#### Provided data ####

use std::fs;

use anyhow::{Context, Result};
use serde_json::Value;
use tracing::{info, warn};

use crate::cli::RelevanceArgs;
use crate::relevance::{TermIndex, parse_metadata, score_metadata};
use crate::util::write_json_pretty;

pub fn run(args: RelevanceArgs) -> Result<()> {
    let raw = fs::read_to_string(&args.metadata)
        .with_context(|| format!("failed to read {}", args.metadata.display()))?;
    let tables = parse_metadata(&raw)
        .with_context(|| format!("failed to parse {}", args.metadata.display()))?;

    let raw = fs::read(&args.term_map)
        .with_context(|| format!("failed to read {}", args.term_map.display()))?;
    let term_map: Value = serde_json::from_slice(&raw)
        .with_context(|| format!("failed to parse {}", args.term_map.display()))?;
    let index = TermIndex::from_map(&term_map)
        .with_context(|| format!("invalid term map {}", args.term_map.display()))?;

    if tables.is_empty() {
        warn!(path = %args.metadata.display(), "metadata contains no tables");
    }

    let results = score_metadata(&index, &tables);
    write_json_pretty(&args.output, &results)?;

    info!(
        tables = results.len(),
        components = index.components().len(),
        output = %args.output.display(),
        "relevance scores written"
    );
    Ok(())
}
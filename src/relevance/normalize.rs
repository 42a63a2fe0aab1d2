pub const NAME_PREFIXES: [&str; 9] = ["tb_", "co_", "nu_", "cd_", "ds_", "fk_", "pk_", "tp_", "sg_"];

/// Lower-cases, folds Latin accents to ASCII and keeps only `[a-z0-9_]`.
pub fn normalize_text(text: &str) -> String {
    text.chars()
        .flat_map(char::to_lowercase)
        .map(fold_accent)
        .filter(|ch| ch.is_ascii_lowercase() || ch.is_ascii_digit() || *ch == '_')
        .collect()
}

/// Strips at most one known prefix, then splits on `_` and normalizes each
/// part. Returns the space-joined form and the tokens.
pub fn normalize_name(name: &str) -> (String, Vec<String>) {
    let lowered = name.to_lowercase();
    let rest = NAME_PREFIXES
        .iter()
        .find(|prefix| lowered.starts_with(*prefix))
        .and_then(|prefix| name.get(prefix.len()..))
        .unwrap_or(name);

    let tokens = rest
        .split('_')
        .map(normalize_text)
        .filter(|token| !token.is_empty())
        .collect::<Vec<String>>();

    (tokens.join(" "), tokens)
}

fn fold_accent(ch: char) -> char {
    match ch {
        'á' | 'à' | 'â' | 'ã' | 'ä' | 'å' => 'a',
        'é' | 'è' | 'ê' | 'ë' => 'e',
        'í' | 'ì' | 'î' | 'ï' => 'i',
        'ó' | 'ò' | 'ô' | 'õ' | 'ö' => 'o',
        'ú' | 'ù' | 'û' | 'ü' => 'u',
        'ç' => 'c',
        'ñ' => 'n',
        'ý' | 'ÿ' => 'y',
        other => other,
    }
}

####

Task instructions — Please copy each line of the records above that holds the word "results".

Answer for the task —
    let results = score_metadata(&index, &tables);
    write_json_pretty(&args.output, &results)?;
        tables = results.len(),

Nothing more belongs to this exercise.